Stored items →
+ + +

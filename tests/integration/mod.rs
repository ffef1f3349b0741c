//! Integration Tests Module
//!
//! End-to-end tests for Interview Arena. Every test runs against an
//! in-memory or temp-dir SQLite database and a stub provider; no network
//! calls are made.

// Shared fixtures (stub provider, test router)
mod common;

// HTTP API: health, settings, scenarios, feedback, question sets
mod api_test;

// Live practice sessions over HTTP
mod practice_test;

// File-backed database and configuration
mod storage_test;
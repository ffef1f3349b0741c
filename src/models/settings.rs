//! Settings Models
//!
//! Application configuration and settings data structures.

use std::time::Duration;

use interview_arena_core::Language;
use interview_arena_llm::{
    ProviderConfig, ProviderType, RetryPolicy, DEFAULT_GEMINI_MODEL,
};
use serde::{Deserialize, Serialize};

/// Environment variable overriding the Gemini API key
pub const GEMINI_API_KEY_ENV: &str = "GEMINI_API_KEY";
/// Environment variable overriding the OpenAI API key
pub const OPENAI_API_KEY_ENV: &str = "OPENAI_API_KEY";

/// Application configuration stored in config.json
#[derive(Debug, Clone, PartialEq, Serialize, Deserialize)]
#[serde(default)]
pub struct AppConfig {
    /// Generative model provider: "gemini" or "openai"
    pub provider: String,
    /// API key (environment variable takes precedence)
    #[serde(skip_serializing_if = "Option::is_none")]
    pub api_key: Option<String>,
    /// Provider base URL override
    #[serde(skip_serializing_if = "Option::is_none")]
    pub base_url: Option<String>,
    /// Outbound proxy URL
    #[serde(skip_serializing_if = "Option::is_none")]
    pub proxy_url: Option<String>,
    /// Ordered model fallback list
    pub models: Vec<String>,
    /// Attempts per model before falling back
    pub attempts_per_model: u32,
    /// Time budget for a single provider call, in seconds
    pub attempt_timeout_secs: u64,
    /// First backoff between attempts of the same model, in milliseconds
    pub initial_backoff_ms: u64,
    /// Backoff ceiling, in milliseconds
    pub max_backoff_ms: u64,
    /// Sampling temperature
    pub temperature: f32,
    /// Output token limit per call
    pub max_output_tokens: u32,
    /// HTTP listen address
    pub bind_address: String,
    /// SQLite database file (defaults to ~/.interview-arena/data.db)
    #[serde(skip_serializing_if = "Option::is_none")]
    pub database_path: Option<String>,
    /// Default conversation language code (e.g., "vi-VN", "en-US")
    pub language: String,
    /// Number of questions in a generated question set
    pub question_count: u32,
}

impl Default for AppConfig {
    fn default() -> Self {
        Self {
            provider: "gemini".to_string(),
            api_key: None,
            base_url: None,
            proxy_url: None,
            models: vec![
                DEFAULT_GEMINI_MODEL.to_string(),
                "gemini-1.5-flash".to_string(),
                "gemini-1.5-pro".to_string(),
            ],
            attempts_per_model: 3,
            attempt_timeout_secs: 30,
            initial_backoff_ms: 250,
            max_backoff_ms: 2000,
            temperature: 0.5,
            max_output_tokens: 1024,
            bind_address: "127.0.0.1:3001".to_string(),
            database_path: None,
            language: "vi-VN".to_string(),
            question_count: 5,
        }
    }
}

/// Settings update request (partial update)
#[derive(Debug, Clone, Serialize, Deserialize, Default)]
#[serde(default)]
pub struct SettingsUpdate {
    pub provider: Option<String>,
    pub api_key: Option<String>,
    pub base_url: Option<String>,
    pub proxy_url: Option<String>,
    pub models: Option<Vec<String>>,
    pub attempts_per_model: Option<u32>,
    pub attempt_timeout_secs: Option<u64>,
    pub initial_backoff_ms: Option<u64>,
    pub max_backoff_ms: Option<u64>,
    pub temperature: Option<f32>,
    pub max_output_tokens: Option<u32>,
    pub language: Option<String>,
    pub question_count: Option<u32>,
}

impl AppConfig {
    /// Apply a partial update to the configuration
    pub fn apply_update(&mut self, update: SettingsUpdate) {
        if let Some(provider) = update.provider {
            self.provider = provider;
        }
        if let Some(api_key) = update.api_key {
            self.api_key = Some(api_key).filter(|k| !k.trim().is_empty());
        }
        if let Some(base_url) = update.base_url {
            self.base_url = Some(base_url).filter(|u| !u.trim().is_empty());
        }
        if let Some(proxy_url) = update.proxy_url {
            self.proxy_url = Some(proxy_url).filter(|u| !u.trim().is_empty());
        }
        if let Some(models) = update.models {
            self.models = models;
        }
        if let Some(attempts) = update.attempts_per_model {
            self.attempts_per_model = attempts;
        }
        if let Some(timeout) = update.attempt_timeout_secs {
            self.attempt_timeout_secs = timeout;
        }
        if let Some(initial) = update.initial_backoff_ms {
            self.initial_backoff_ms = initial;
        }
        if let Some(max) = update.max_backoff_ms {
            self.max_backoff_ms = max;
        }
        if let Some(temperature) = update.temperature {
            self.temperature = temperature;
        }
        if let Some(tokens) = update.max_output_tokens {
            self.max_output_tokens = tokens;
        }
        if let Some(language) = update.language {
            self.language = language;
        }
        if let Some(count) = update.question_count {
            self.question_count = count;
        }
    }

    /// Validate the configuration
    pub fn validate(&self) -> Result<(), String> {
        self.provider
            .parse::<ProviderType>()
            .map_err(|_| format!("Invalid provider: {}. Must be 'gemini' or 'openai'", self.provider))?;

        if self.models.is_empty() || self.models.iter().any(|m| m.trim().is_empty()) {
            return Err("models must contain at least one non-empty model name".to_string());
        }

        if self.attempts_per_model == 0 || self.attempts_per_model > 10 {
            return Err("attempts_per_model must be between 1 and 10".to_string());
        }

        if self.attempt_timeout_secs == 0 {
            return Err("attempt_timeout_secs must be at least 1 second".to_string());
        }

        if self.max_backoff_ms < self.initial_backoff_ms {
            return Err("max_backoff_ms cannot be lower than initial_backoff_ms".to_string());
        }

        if !(0.0..=2.0).contains(&self.temperature) {
            return Err(format!("Invalid temperature: {}", self.temperature));
        }

        if self.max_output_tokens == 0 {
            return Err("max_output_tokens must be positive".to_string());
        }

        if self.bind_address.parse::<std::net::SocketAddr>().is_err() {
            return Err(format!("Invalid bind_address: {}", self.bind_address));
        }

        Language::from_code(&self.language).map_err(|e| e.to_string())?;

        if self.question_count == 0 || self.question_count > 20 {
            return Err("question_count must be between 1 and 20".to_string());
        }

        Ok(())
    }

    /// Parsed provider type (gemini when the value is unrecognized)
    pub fn provider_type(&self) -> ProviderType {
        self.provider.parse().unwrap_or(ProviderType::Gemini)
    }

    /// Default conversation language
    pub fn default_language(&self) -> Language {
        Language::from_code(&self.language).unwrap_or_default()
    }

    /// API key from the environment, falling back to the config file
    pub fn resolved_api_key(&self) -> Option<String> {
        let env_var = match self.provider_type() {
            ProviderType::Gemini => GEMINI_API_KEY_ENV,
            ProviderType::OpenAI => OPENAI_API_KEY_ENV,
        };
        std::env::var(env_var)
            .ok()
            .filter(|k| !k.trim().is_empty())
            .or_else(|| self.api_key.clone())
    }

    /// Provider configuration derived from these settings
    pub fn provider_config(&self) -> ProviderConfig {
        ProviderConfig {
            provider: self.provider_type(),
            api_key: self.resolved_api_key(),
            base_url: self.base_url.clone(),
            max_tokens: self.max_output_tokens,
            temperature: self.temperature,
            proxy_url: self.proxy_url.clone(),
            ..Default::default()
        }
    }

    /// Retry policy derived from these settings
    pub fn retry_policy(&self) -> RetryPolicy {
        RetryPolicy {
            attempts_per_model: self.attempts_per_model,
            initial_backoff: Duration::from_millis(self.initial_backoff_ms),
            max_backoff: Duration::from_millis(self.max_backoff_ms),
            ..Default::default()
        }
    }

    /// Per-attempt timeout
    pub fn attempt_timeout(&self) -> Duration {
        Duration::from_secs(self.attempt_timeout_secs)
    }
}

+ + +

Task details →
List each line of the records that holds the string "AppConfig".

Answer to the problem →
pub struct AppConfig {
impl Default for AppConfig {
impl AppConfig {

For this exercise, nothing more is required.